I want to point out that
@kwaigonegin is wrong about the J-20's intended role; it's a F-22 analogue intended to provide an 80% counter at substantially lower costs. In fact, the J-20 is superior to older blocks of the F-22 given the latter's lack of IRST.
The PLAAF is not the Soviet Air Force; China's strategic situation (some land borders, but mostly maritime borders) mean that airpower is crucial for the PLA's functioning in a way completely unlike the Soviets, as the PLAN cannot function with merely an air denial (anti-ship missiles are more capable than that of the USN, but anti-air missiles are less so) air force.

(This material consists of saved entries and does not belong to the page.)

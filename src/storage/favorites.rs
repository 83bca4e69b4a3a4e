//! Favorite destinations, kept under their own storage key.

use std::sync::Arc;

use chrono::{DateTime, Utc};
use serde::{Deserialize, Serialize};
use tracing::warn;

use crate::error::Result;
use crate::storage::kv::KvStore;
use crate::types::Destination;

const FAVORITES_KEY: &str = "trip_app_favorites";

/// A favorited destination with the time it was added.
#[derive(Debug, Clone, Serialize, Deserialize)]
#[serde(rename_all = "camelCase")]
pub struct FavoriteEntry {
    #[serde(flatten)]
    pub destination: Destination,
    pub added_at: DateTime<Utc>,
}

#[derive(Clone)]
pub struct FavoritesStore {
    kv: Arc<dyn KvStore>,
}

impl FavoritesStore {
    pub fn new(kv: Arc<dyn KvStore>) -> Self {
        Self { kv }
    }

    pub async fn list(&self) -> Vec<FavoriteEntry> {
        let Some(value) = self.kv.get(FAVORITES_KEY).await else {
            return Vec::new();
        };
        match serde_json::from_value(value) {
            Ok(entries) => entries,
            Err(err) => {
                warn!(target: "trip_planner::storage", error = %err, "favorites unreadable, starting empty");
                Vec::new()
            }
        }
    }

    pub async fn is_favorite(&self, id: &str) -> bool {
        self.list()
            .await
            .iter()
            .any(|entry| entry.destination.id == id)
    }

    /// Add a destination. Returns false when it was already present.
    pub async fn add(&self, destination: &Destination) -> Result<bool> {
        let mut entries = self.list().await;
        if entries
            .iter()
            .any(|entry| entry.destination.id == destination.id)
        {
            return Ok(false);
        }

        entries.push(FavoriteEntry {
            destination: destination.clone(),
            added_at: Utc::now(),
        });
        self.kv
            .set(FAVORITES_KEY, &serde_json::to_value(&entries)?)
            .await?;
        Ok(true)
    }

    pub async fn remove(&self, id: &str) -> Result<()> {
        let mut entries = self.list().await;
        entries.retain(|entry| entry.destination.id != id);
        self.kv
            .set(FAVORITES_KEY, &serde_json::to_value(&entries)?)
            .await
    }

    /// Flip favorite status; returns whether the destination is now a
    /// favorite.
    pub async fn toggle(&self, destination: &Destination) -> Result<bool> {
        if self.is_favorite(&destination.id).await {
            self.remove(&destination.id).await?;
            Ok(false)
        } else {
            self.add(destination).await?;
            Ok(true)
        }
    }
}
use std::io::{self, Write};
use std::sync::Arc;

use anyhow::{anyhow, Context};
use chrono::NaiveDate;
use clap::{Arg, ArgMatches, Command};
use tracing::info;

use crate::services::{
    DirectionsService, FareEstimator, FixedLocationProvider, GeminiClient, GeminiConfig,
    ItineraryGenerator, RouteResolver, RoutingConfig, TravelMode,
};
use crate::storage::{FavoritesStore, FileStore, HistoryStore, KvStore, PlanStore};
use crate::types::{Coordinates, Plan};
use crate::wizard::{format_yen, BootstrapQuery, Stage, Wizard, WizardParams};

const DEFAULT_DATA_DIR: &str = ".trip-planner";

/// CLI entry point for the trip-planner tool
pub async fn run() -> anyhow::Result<()> {
    dotenvy::dotenv().ok();
    tracing_subscriber::fmt::init();

    let matches = Command::new("trip-planner")
        .version("0.1.0")
        .about("AI-assisted travel itinerary planner")
        .arg(
            Arg::new("gemini-key")
                .long("gemini-key")
                .value_name("KEY")
                .help("Gemini API key (or set GEMINI_API_KEY)")
                .global(true),
        )
        .arg(
            Arg::new("model")
                .short('m')
                .long("model")
                .value_name("MODEL")
                .help("Generation model to use")
                .global(true),
        )
        .arg(
            Arg::new("data-dir")
                .long("data-dir")
                .value_name("DIR")
                .help("Directory for saved plans and history")
                .global(true),
        )
        .arg(
            Arg::new("location")
                .long("location")
                .value_name("LAT,LNG")
                .help("Current position used for transport-cost estimation")
                .global(true),
        )
        .subcommand(
            Command::new("plan")
                .about("Run the four-stage planning wizard")
                .arg(
                    Arg::new("resume")
                        .long("resume")
                        .value_name("ID")
                        .help("Resume a saved plan by id"),
                )
                .arg(
                    Arg::new("shared")
                        .long("shared")
                        .value_name("PAYLOAD")
                        .help("Restore a plan from a shared link payload"),
                ),
        )
        .subcommand(
            Command::new("route")
                .about("Search a route and estimate the fare")
                .arg(Arg::new("origin").required(true).index(1))
                .arg(Arg::new("destination").required(true).index(2))
                .arg(
                    Arg::new("mode")
                        .long("mode")
                        .value_name("MODE")
                        .help("DRIVING, WALKING, BICYCLING or TRANSIT")
                        .default_value("DRIVING"),
                )
                .arg(
                    Arg::new("ors-key")
                        .long("ors-key")
                        .value_name("KEY")
                        .help("openrouteservice API key (or set ORS_API_KEY)"),
                ),
        )
        .subcommand(Command::new("list").about("List saved plans"))
        .subcommand(
            Command::new("show")
                .about("Show a saved plan")
                .arg(Arg::new("id").required(true).index(1)),
        )
        .subcommand(
            Command::new("delete")
                .about("Delete a saved plan")
                .arg(Arg::new("id").required(true).index(1)),
        )
        .subcommand(
            Command::new("share")
                .about("Print the share payload for a saved plan")
                .arg(Arg::new("id").required(true).index(1)),
        )
        .subcommand(Command::new("favorites").about("List favorite destinations"))
        .subcommand(Command::new("history").about("Show recent activity"))
        .get_matches();

    match matches.subcommand() {
        Some(("plan", sub)) => run_wizard(sub).await,
        Some(("route", sub)) => run_route_search(sub).await,
        Some(("list", sub)) => {
            let (_, plans) = stores(sub);
            let records = plans.list().await;
            if records.is_empty() {
                println!("保存されたプランはありません");
            }
            for record in records {
                println!(
                    "{}  {}  {}",
                    record.id,
                    record.saved_at.format("%Y-%m-%d %H:%M"),
                    record.plan.summary
                );
            }
            Ok(())
        }
        Some(("show", sub)) => {
            let (_, plans) = stores(sub);
            let id = required(sub, "id")?;
            let record = plans
                .get(id)
                .await
                .ok_or_else(|| anyhow!("plan `{id}` not found"))?;
            print_plan(&record.plan, &record.params);
            Ok(())
        }
        Some(("delete", sub)) => {
            let (_, plans) = stores(sub);
            let id = required(sub, "id")?;
            plans.delete(id).await?;
            println!("削除しました: {id}");
            Ok(())
        }
        Some(("share", sub)) => {
            let (_, plans) = stores(sub);
            let id = required(sub, "id")?;
            let record = plans
                .get(id)
                .await
                .ok_or_else(|| anyhow!("plan `{id}` not found"))?;
            println!("{}", crate::storage::encode_for_sharing(&record.plan)?);
            Ok(())
        }
        Some(("favorites", sub)) => {
            let (kv, _) = stores(sub);
            let favorites = FavoritesStore::new(kv);
            for entry in favorites.list().await {
                println!(
                    "{}  {}  (追加: {})",
                    entry.destination.id,
                    entry.destination.name,
                    entry.added_at.format("%Y-%m-%d")
                );
            }
            Ok(())
        }
        Some(("history", sub)) => {
            let (kv, _) = stores(sub);
            let history = HistoryStore::new(kv);
            for entry in history.list().await {
                println!(
                    "{}  [{}]  {}",
                    entry.timestamp.format("%Y-%m-%d %H:%M"),
                    entry.kind,
                    entry.label
                );
            }
            Ok(())
        }
        _ => Err(anyhow!("no subcommand given; try `trip-planner plan`")),
    }
}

Likewise, given the limitations of naval power, China's paltry amphibious landing capability, and not to mention counterforce anti-ship missiles, the PLAAF is likely to be the main striking arm of the PLA in its region, with the PLAN operating more as area denial and as a meatshield.
***
Considering the cost difference between lobbing bombs and lobbing missiles in a sustained fashion (bombs are far cheaper because their delivery vehicles are reusable), the PLAAF requires strike capabilities, but the J-20 is ill-suited for the task, given that it's considerably difficult and costly to extend stealth aircraft. An interceptor variant with a larger bay is possible (and rumored), but extending it to full strike will require considerable changes and time, time the PLAAF doesn't have with NGAD coming online within the decade.
Better to work with the JH-XX and the 6 generation fighter.